Graceful shutdown of pods with Kubernetes

by Marco Pracucci Comments

Docker containers can be terminated any time, due to an auto-scaling policy, pod or deployment deletion or while rolling out an update. In most of such cases, you will probably want to graceful shutdown your application running inside the container.

In our case, for example, we do want to wait until all current requests (or jobs processing) have completed, but the actual reasons to graceful shutdown an application may be many, including releasing resources, distributed locks or opened connections.

How it works

When a pod should be terminated:

  1. A SIGTERM signal is sent to the main process (PID 1) in each container, and a “grace period” countdown starts (defaults to 30 seconds - see below to change it).
  2. Upon the receival of the SIGTERM, each container should start a graceful shutdown of the running application and exit.
  3. If a container doesn’t terminate within the grace period, a SIGKILL signal will be sent and the container violently terminated.

For a detailed explaination, please see:

A common pitfall while handling the SIGTERM

Let’s say your Dockerfile ends with a CMD in the shell form:

CMD myapp

The shell form runs the command with /bin/sh -c myapp, so the process that will get the SIGTERM is actually /bin/sh and not its child myapp. Depending on the actual shell you’re running, it could or could not pass the signal to its children.

For example, the shell shipped by default with Alpine Linux does not pass signals to children, while Bash does it. If your shell doesn’t pass signals to children, you’ve a couple of options to ensure the signal will be correctly delivered to the app.

Option #1: run the CMD in the exec form

You can obviously use the CMD in the exec form. This will run myapp instead of /bin/sh -c myapp, but will not allow you to pass environment variables as arguments.

CMD [ "myapp" ]

Option #2: run the command with Bash

You can ensure your container includes Bash and run your command through it, in order to support environment variables passed as arguments.

CMD [ "/bin/bash", "-c", "myapp --arg=$ENV_VAR" ]

How to change the grace period

The default grace period is 30 seconds. As any default, it could fit or couldn’t fit on your specific use cases. There are two way to change it:

  1. In the deployment .yaml file
  2. On the command line, when you run kubectl delete

Deployment

You can customize the grace period setting terminationGracePeriodSeconds at the pod spec level. For example, the following .yaml shows a simple deployment config with a 60 seconds termination grace period.

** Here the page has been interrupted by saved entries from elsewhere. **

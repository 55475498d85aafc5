// src/core/mod.rs
//! Pipeline stages between the generation/analysis services and the renderers

pub mod analysis;
pub mod date_range;
pub mod generation;
pub mod markup;
pub mod normalizer;
pub mod skills;

pub use analysis::normalize_analysis;
pub use date_range::DateRange;
pub use generation::GenerationOutput;
pub use markup::{structure_markup, MarkupConfig, MarkupStructurer, StructuredMarkup};
pub use normalizer::{detect_format, normalize, ResumeDocument, ResumeFormat};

apiVersion: extensions/v1beta1
kind: Deployment
metadata:
    name: test
spec:
    replicas: 1
    template:
        spec:
            containers:
              - name: test
                image: ...
            terminationGracePeriodSeconds: 60

Command line

You can also change the default grace period when you manually delete a resource with kubectl delete command, adding the parameter --grace-period=SECONDS. For example:

kubectl delete deployment test --grace-period=60

Alternatives

There’re some circumstances where a SIGTERM violently kill the application, vanishing all your efforts to gracefully shutdown it. Nginx, for example, quickly exit on SIGTERM, while you should run /usr/sbin/nginx -s quit to gracefully terminate it.

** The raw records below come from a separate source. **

// src/core/skills.rs
//! Heuristic mapping of free-form skill categories onto the legacy taxonomy

use tracing::debug;

use crate::types::canonical::{SkillBucket, SkillSet};
use crate::types::structured::{SkillCategory, StructuredSkills};

/// Keyword rules checked in order; the first rule whose keyword appears in the
/// category name wins.
const BUCKET_RULES: &[(&[&str], SkillBucket)] = &[
    (&["frontend"], SkillBucket::Frontend),
    (&["backend"], SkillBucket::Backend),
    (&["database"], SkillBucket::Database),
    (&["cloud", "devops", "tools", "platform"], SkillBucket::Tools),
    (&["soft"], SkillBucket::SoftSkills),
];

/// Bucket for a single category name. Unmatched names fall back to `tools`.
pub fn bucket_for(category_name: &str) -> SkillBucket {
    let name = category_name.to_lowercase();
    BUCKET_RULES
        .iter()
        .find(|(keywords, _)| keywords.iter().any(|k| name.contains(k)))
        .map(|(_, bucket)| *bucket)
        .unwrap_or_else(|| {
            debug!(category = category_name, "unmatched skill category, using tools");
            SkillBucket::Tools
        })
}

/// Collapses structured categories into legacy buckets. Items keep source order
/// and are not deduplicated.
pub fn categorize(categories: &[SkillCategory]) -> SkillSet {
    let mut skills = SkillSet::default();
    for category in categories.iter().filter(|c| !c.items.is_empty()) {
        skills.extend_bucket(bucket_for(&category.name), &category.items);
    }
    skills
}

/// One category per populated bucket, named with the bucket's display name.
/// Returns `None` when every bucket is empty or absent.
pub fn to_categories(skills: &SkillSet) -> Option<StructuredSkills> {
    let categories: Vec<SkillCategory> = skills
        .populated()
        .map(|(bucket, items)| SkillCategory {
            name: bucket.display_name().to_string(),
            items: items.to_vec(),
        })
        .collect();

    if categories.is_empty() {
        None
    } else {
        Some(StructuredSkills { categories })
    }
}

#[cfg(test)]
mod tests {
    use super::*;

    fn category(name: &str, items: &[&str]) -> SkillCategory {
        SkillCategory {
            name: name.to_string(),
            items: items.iter().map(|s| s.to_string()).collect(),
        }
    }

    #[test]
    fn test_cloud_goes_to_tools_and_frontend_stays() {
        let skills = categorize(&[
            category("Cloud Platforms", &["AWS"]),
            category("Frontend", &["React"]),
        ]);
        assert_eq!(skills.tools, Some(vec!["AWS".to_string()]));
        assert_eq!(skills.frontend, Some(vec!["React".to_string()]));
        assert_eq!(skills.backend, None);
    }

    #[test]
    fn test_precedence_order() {
        assert_eq!(bucket_for("Frontend & Backend"), SkillBucket::Frontend);
        assert_eq!(bucket_for("Backend Databases"), SkillBucket::Backend);
        assert_eq!(bucket_for("DATABASE"), SkillBucket::Database);
        assert_eq!(bucket_for("DevOps"), SkillBucket::Tools);
        assert_eq!(bucket_for("Soft Skills"), SkillBucket::SoftSkills);
        assert_eq!(bucket_for("Tools & Technologies"), SkillBucket::Tools);
    }

    #[test]
    fn test_unmatched_category_falls_back_to_tools() {
        let skills = categorize(&[
            category("Languages", &["Rust", "Go"]),
            category("Tools", &["Git"]),
        ]);
        assert_eq!(
            skills.tools,
            Some(vec!["Rust".to_string(), "Go".to_string(), "Git".to_string()])
        );
    }

    #[test]
    fn test_duplicates_are_kept() {
        let skills = categorize(&[
            category("Frontend", &["React"]),
            category("Frontend Frameworks", &["React", "Vue"]),
        ]);
        assert_eq!(
            skills.frontend,
            Some(vec!["React".to_string(), "React".to_string(), "Vue".to_string()])
        );
    }

    #[test]
    fn test_empty_categories_create_no_bucket() {
        let skills = categorize(&[category("Backend", &[])]);
        assert_eq!(skills, SkillSet::default());
    }

    #[test]
    fn test_to_categories_uses_display_names_and_omits_empty() {
        let skills = SkillSet {
            backend: Some(vec!["Axum".to_string()]),
            soft_skills: Some(vec!["Mentoring".to_string()]),
            database: Some(vec![]),
            ..Default::default()
        };
        let structured = to_categories(&skills).expect("categories present");
        let names: Vec<_> = structured.categories.iter().map(|c| c.name.as_str()).collect();
        assert_eq!(names, vec!["Backend", "Soft Skills"]);
        assert_eq!(to_categories(&SkillSet::default()), None);
    }

    #[test]
    fn test_display_names_map_back_to_their_bucket() {
        for bucket in SkillBucket::ALL {
            assert_eq!(bucket_for(bucket.display_name()), bucket);
        }
    }
}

In such cases, you can use the preStop hook. According to the Kubernetes doc, PreStop works as follow:

This hook is called immediately before a container is terminated. No parameters are passed to the handler. This event handler is blocking, and must complete before the call to delete the container is sent to the Docker daemon. The SIGTERM notification sent by Docker is also still sent. A more complete description of termination behavior can be found in Termination of Pods.

The preStop hook is configured at container level and allows you to run a custom command before the SIGTERM will be sent (please note that the termination grace period countdown actually starts before invoking the preStop hook and not once the SIGTERM signal will be sent).

The following example, taken from the Kubernetes doc, shows how to configure a preStop command.

apiVersion: extensions/v1beta1
kind: Deployment
metadata:
  name: nginx
spec:
  template:
    metadata:
      labels:
        app: nginx
    spec:
      containers:
      - name: nginx
        image: nginx
        ports:
        - containerPort: 80
        lifecycle:
          preStop:
            exec:
              # SIGTERM triggers a quick exit; gracefully terminate instead
              command: ["/usr/sbin/nginx","-s","quit"]

Feedback

This blog post has been written according to my personal knowledge. If something is incorrect, don’t esitate to drop a comment: will be my care to update the post and yet another occasion for me to learn something new. Thanks!